Fully thematic albums can be a mixed bag. If an artist’s concept is too complicated or obscure, listeners will lose interest. Conversely, if it’s too loose, artists open themselves up to criticism for poor execution.

Brooklyn MC and ATL restaurant owner Skyzoo’s latest release, The Mind Of A Saint: A Soliloquy by Skyzoo, is a master class in pulling off a conceptual album without breaking character or losing steam (no easy feat).

The album is told from the point of view of drug kingpin Franklin Saint, a character in Snowfall, a drama co-created by the late John Singleton, set in 1980s Los Angeles at the start of the crack cocaine epidemic. Throughout the 10-song affair, Skyzoo’s penchant for crafting lyrically rich, rewind-worthy Hip Hop loaded with easter eggs shines as brightly as ever, with an almost mind-boggling level of attention to detail.

Whether it’s telling the engineer that he’s not used to the studio as he’s from a “different life” on the song “100 to One” or describing Franklin telling his friend Leon about working on an album on the intro to “Brick by Brick” (“Yo Saint, I know you’re going to get all poetic”), he fully commits to his character.

He even carries this over to the video for “Straight Drop,” never once showing his full face, further hammering home that while you’re tuned into Skyzoo, you’re listening to “Franklin.”

Even though the production is modern, a lot of work was put into subtly making it clear that the album is set in the 1980s. An example of this is in “The Balancing Act,” where he describes the beat as having a “Fox Body Mustang aura,” referencing a car model that was especially popular during that era.

While the LP does have spoilers (for those who haven’t seen the show) and direct references to the actual plotline (“Bodies,” for example, reveals a laundry list of deaths from Manboy to Andre with thoughtful retrospect), the project is not a straight narrative. Instead, Sky takes the liberty to explore ideas that didn’t necessarily happen in the show but are plausible—again, under the guise that he isn’t Skyzoo making an album about Snowfall, but Franklin, working on an album in the mid-eighties.

For example, “Panthers & Powder.” Even though we know that Franklin’s father was a member of the Black Panthers, Sky digs deep to find out why a child who grew up with those values would go in a completely different direction.

Then there’s “Apologies In Order,” where Franklin bares his soul in a retrospective of his relationship with his off-and-on girlfriend Melody—who [*spoiler alert*] attempted to kill him after learning he killed her father, André.

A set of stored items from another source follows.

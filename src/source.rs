//! Measurement source
//!
//! Runs on its own thread and hands samples to the UI loop through a
//! lock-free ring buffer. Samples come as one JSON object per line, either
//! from stdin or replayed from a file, or from a synthetic demo signal.

use anyhow::{Context, Result};
use rand::Rng;
use rtrb::{Consumer, Producer, RingBuffer};
use std::fs::File;
use std::io::{self, BufRead, BufReader};
use std::path::PathBuf;
use std::sync::atomic::{AtomicBool, Ordering};
use std::sync::Arc;
use std::thread;
use std::time::Duration;

use crate::history::Sample;

/// Size of the ring buffer for samples
const SAMPLE_RING_BUFFER_SIZE: usize = 1024;

/// Where samples come from
#[derive(Debug, Clone, PartialEq, Eq)]
pub enum SourceKind {
    /// JSON lines on standard input, as fast as they arrive
    Stdin,
    /// JSON lines from a file, replayed at the measurement interval
    File(PathBuf),
    /// Synthetic loudness around a target level
    Demo { target: i32 },
}

impl SourceKind {
    /// Pick the source from the command line, falling back to stdin
    ///
    /// A terminal on stdin is refused: the UI reads its keys from there.
    pub fn select(demo: bool, input: Option<PathBuf>, target: i32, stdin_is_terminal: bool) -> Result<Self> {
        if demo {
            return Ok(SourceKind::Demo { target });
        }
        if let Some(path) = input {
            return Ok(SourceKind::File(path));
        }
        if stdin_is_terminal {
            anyhow::bail!("stdin is a terminal; pipe measurements in, or use --input <FILE> or --demo");
        }
        Ok(SourceKind::Stdin)
    }
}

/// Handle on the reader thread
pub struct SampleSource {
    /// Consumer for receiving samples from the reader thread
    consumer: Consumer<Sample>,

    /// Flag to signal the reader thread to quit
    quit_flag: Arc<AtomicBool>,
}

impl SampleSource {
    /// Start reading samples on a background thread
    pub fn spawn(kind: SourceKind, interval: Duration) -> Result<Self> {
        let (mut producer, consumer) = RingBuffer::new(SAMPLE_RING_BUFFER_SIZE);
        let quit_flag = Arc::new(AtomicBool::new(false));
        let quit = quit_flag.clone();

        let builder = thread::Builder::new().name("sample-source".into());
        let spawned = match kind {
            SourceKind::Stdin => {
                log::info!("Reading samples from stdin");
                builder.spawn(move || {
                    let lines = io::stdin().lock().lines();
                    pump(lines, &mut producer, &quit, None);
                })
            }
            SourceKind::File(path) => {
                let file = File::open(&path)
                    .with_context(|| format!("Failed to open input file: {}", path.display()))?;
                log::info!("Replaying samples from {}", path.display());
                builder.spawn(move || {
                    let lines = BufReader::new(file).lines();
                    pump(lines, &mut producer, &quit, Some(interval));
                })
            }
            SourceKind::Demo { target } => {
                log::info!("Generating demo samples around {} LUFS", target);
                builder.spawn(move || {
                    let mut signal = DemoSignal::new(target as f64, interval);
                    let mut rng = rand::rng();
                    while !quit.load(Ordering::Relaxed) {
                        push(&mut producer, signal.next_sample(&mut rng));
                        thread::sleep(interval);
                    }
                })
            }
        };
        spawned.context("Failed to spawn sample source thread")?;

        Ok(Self { consumer, quit_flag })
    }

    /// Try to receive the next sample from the reader thread
    pub fn try_recv(&mut self) -> Option<Sample> {
        self.consumer.pop().ok()
    }

    /// Request the reader thread to quit
    pub fn quit(&mut self) {
        self.quit_flag.store(true, Ordering::SeqCst);
    }
}

impl Drop for SampleSource {
    fn drop(&mut self) {
        self.quit();
    }
}

/// Forward parsed lines until the input ends or quit is requested
fn pump<I>(lines: I, producer: &mut Producer<Sample>, quit: &AtomicBool, pace: Option<Duration>)
where
    I: Iterator<Item = io::Result<String>>,
{
    for (number, line) in lines.enumerate() {
        if quit.load(Ordering::Relaxed) {
            return;
        }
        let line = match line {
            Ok(line) => line,
            Err(e) => {
                log::error!("Failed to read sample input: {}", e);
                return;
            }
        };

        match parse_line(&line) {
            Ok(Some(sample)) => {
                push(producer, sample);
                if let Some(pace) = pace {
                    thread::sleep(pace);
                }
            }
            Ok(None) => {}
            Err(e) => log::warn!("Skipping line {}: {:#}", number + 1, e),
        }
    }
    log::info!("Sample input ended");
}

fn push(producer: &mut Producer<Sample>, sample: Sample) {
    if producer.push(sample).is_err() {
        log::warn!("Sample queue full, dropping sample at {}", sample.timestamp);
    }
}

/// Parse one input line; blank lines and `#` comments carry no sample
pub fn parse_line(line: &str) -> Result<Option<Sample>> {
    let line = line.trim();
    if line.is_empty() || line.starts_with('#') {
        return Ok(None);
    }

    let sample: Sample = serde_json::from_str(line).context("invalid sample")?;
    if sample.range < 0.0 {
        anyhow::bail!("negative loudness range {}", sample.range);
    }
    Ok(Some(sample))
}

/// Random walk resembling programme loudness
struct DemoSignal {
    target: f64,
    step_ns: u64,
    tick: u64,
    momentary: f64,
    shortterm: f64,
    energy_sum: f64,
    lowest: f64,
    highest: f64,
}

impl DemoSignal {
    fn new(target: f64, interval: Duration) -> Self {
        Self {
            target,
            step_ns: interval.as_nanos().max(1) as u64,
            tick: 0,
            momentary: target,
            shortterm: target,
            energy_sum: 0.0,
            lowest: target,
            highest: target,
        }
    }

    fn next_sample<R: Rng>(&mut self, rng: &mut R) -> Sample {
        self.tick += 1;

        // Drift back towards the target, with the odd loud burst
        let pull = (self.target - self.momentary) * 0.1;
        let burst = if rng.random_range(0.0..1.0) < 0.02 {
            rng.random_range(4.0..12.0)
        } else {
            0.0
        };
        self.momentary = (self.momentary + pull + rng.random_range(-1.5..1.5) + burst).clamp(-70.0, 0.0);
        self.shortterm += (self.momentary - self.shortterm) * 0.15;

        self.energy_sum += 10f64.powf(self.shortterm / 10.0);
        let global = 10.0 * (self.energy_sum / self.tick as f64).log10();

        self.lowest = self.lowest.min(self.shortterm);
        self.highest = self.highest.max(self.shortterm);

        let sample_peak = (self.momentary + rng.random_range(8.0..14.0)).min(0.0);
        let true_peak = (sample_peak + rng.random_range(0.0..0.6)).min(0.0);

        Sample {
            timestamp: self.tick * self.step_ns,
            momentary: self.momentary,
            shortterm: self.shortterm,
            global,
            range: self.highest - self.lowest,
            sample_peak,
            true_peak,
        }
    }
}

#[cfg(test)]
mod tests {
    use super::*;

    #[test]
    fn test_parse_line() {
        let sample = parse_line(
            r#"{"timestamp": 100000000, "momentary": -20.5, "shortterm": -22.0, "global": -23.1, "range": 4.2, "sample_peak": -3.0, "true_peak": -2.7}"#,
        )
        .unwrap()
        .unwrap();

        assert_eq!(sample.timestamp, 100_000_000);
        assert_eq!(sample.momentary, -20.5);
        assert_eq!(sample.true_peak, -2.7);
    }

    #[test]
    fn test_parse_line_skips_blank_and_comments() {
        assert!(parse_line("").unwrap().is_none());
        assert!(parse_line("   ").unwrap().is_none());
        assert!(parse_line("# recorded 2024-03-01").unwrap().is_none());
    }

    #[test]
    fn test_parse_line_silence() {
        let sample = parse_line(r#"{"timestamp": 1, "momentary": null, "short_term": null, "integrated": null}"#)
            .unwrap()
            .unwrap();

        assert_eq!(sample.momentary, f64::NEG_INFINITY);
        assert_eq!(sample.shortterm, f64::NEG_INFINITY);
        assert_eq!(sample.global, f64::NEG_INFINITY);
        assert_eq!(sample.range, 0.0);
    }

    #[test]
    fn test_parse_line_rejects_bad_input() {
        assert!(parse_line("not json").is_err());
        assert!(parse_line(r#"{"timestamp": 1}"#).is_err());
        assert!(parse_line(r#"{"timestamp": 1, "momentary": -20, "shortterm": -20, "global": -20, "range": -1}"#).is_err());
    }

    #[test]
    fn test_pump_forwards_valid_lines() {
        let (mut producer, mut consumer) = RingBuffer::new(8);
        let quit = AtomicBool::new(false);
        let input = "{\"timestamp\": 1, \"momentary\": -20, \"shortterm\": -21, \"global\": -22}\n\
                     garbage\n\
                     \n\
                     {\"timestamp\": 2, \"momentary\": -19, \"shortterm\": -20, \"global\": -22}\n";

        pump(input.as_bytes().lines(), &mut producer, &quit, None);

        assert_eq!(consumer.pop().unwrap().timestamp, 1);
        assert_eq!(consumer.pop().unwrap().timestamp, 2);
        assert!(consumer.pop().is_err());
    }

    #[test]
    fn test_pump_stops_on_quit() {
        let (mut producer, mut consumer) = RingBuffer::new(8);
        let quit = AtomicBool::new(true);

        pump("{\"timestamp\": 1, \"momentary\": -20, \"shortterm\": -21, \"global\": -22}\n".as_bytes().lines(), &mut producer, &quit, None);

        assert!(consumer.pop().is_err());
    }

    #[test]
    fn test_demo_signal() {
        let mut signal = DemoSignal::new(-23.0, Duration::from_millis(100));
        let mut rng = rand::rng();

        let mut last = 0;
        for _ in 0..200 {
            let sample = signal.next_sample(&mut rng);
            assert!(sample.timestamp > last);
            assert!(sample.range >= 0.0);
            assert!(sample.momentary <= 0.0 && sample.momentary >= -70.0);
            assert!(sample.true_peak >= sample.sample_peak);
            last = sample.timestamp;
        }
        assert_eq!(last, 200 * 100_000_000);
    }

    #[test]
    fn test_select_source() {
        assert_eq!(
            SourceKind::select(true, None, -23, true).unwrap(),
            SourceKind::Demo { target: -23 }
        );
        assert_eq!(
            SourceKind::select(false, Some(PathBuf::from("log.jsonl")), -23, true).unwrap(),
            SourceKind::File(PathBuf::from("log.jsonl"))
        );
        assert_eq!(SourceKind::select(false, None, -23, false).unwrap(), SourceKind::Stdin);
    }

    #[test]
    fn test_select_refuses_terminal_stdin() {
        let err = SourceKind::select(false, None, -23, true).unwrap_err();
        assert!(err.to_string().contains("stdin is a terminal"));
    }

    #[test]
    fn test_missing_input_file() {
        let result = SampleSource::spawn(
            SourceKind::File(PathBuf::from("/nonexistent/r128view/input.jsonl")),
            Duration::from_millis(10),
        );
        assert!(result.is_err());
    }
}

But, the project’s most poignant moment comes on “Purity,” when he describes, among other things, a heartfelt encounter with Dawit Asghedom, the father of Nipsey Hussle, on the corner of Crenshaw and Slauson. It’s interesting because it brings Franklin into our world and gives us another exact time marker, as he notes that Nipsey was a one-year-old, dating this encounter to 1986.

Produced entirely by The Other Guys, it doesn’t make any sonic pivots; in fact, there is some familiarity, like “The Balancing Act,” which samples Carol Douglas’ “We Do It” (also notably sampled for Nas’ “Remember The Times“). However, it’s exceptionally well executed. There may not be any giant leaps, but there aren’t any lulls either.

The Mind Of A Saint is, at its core, a coke rap album that doesn’t rely on the common ground of celebrating the benefits of a street lifestyle. Instead, Skyzoo’s character tells the other side of the story, using the freedom that comes from being able to create without being limited by personal experience.

Ultimately, what makes this album so great is its accessibility. If you’re familiar with the show, its perspective will melt your mind. If you’ve never seen it, the fact that the crux isn’t thrown in your face means you can listen to the album as it is and love it all the same.

Season 6 of Snowfall starts on February 22, so if this album makes you want to watch the show, it’s the perfect time to have a marathon of the first five seasons. And, for longtime fans of Skyzoo’s pen game, it’s yet another opportunity to proclaim that he doesn’t miss.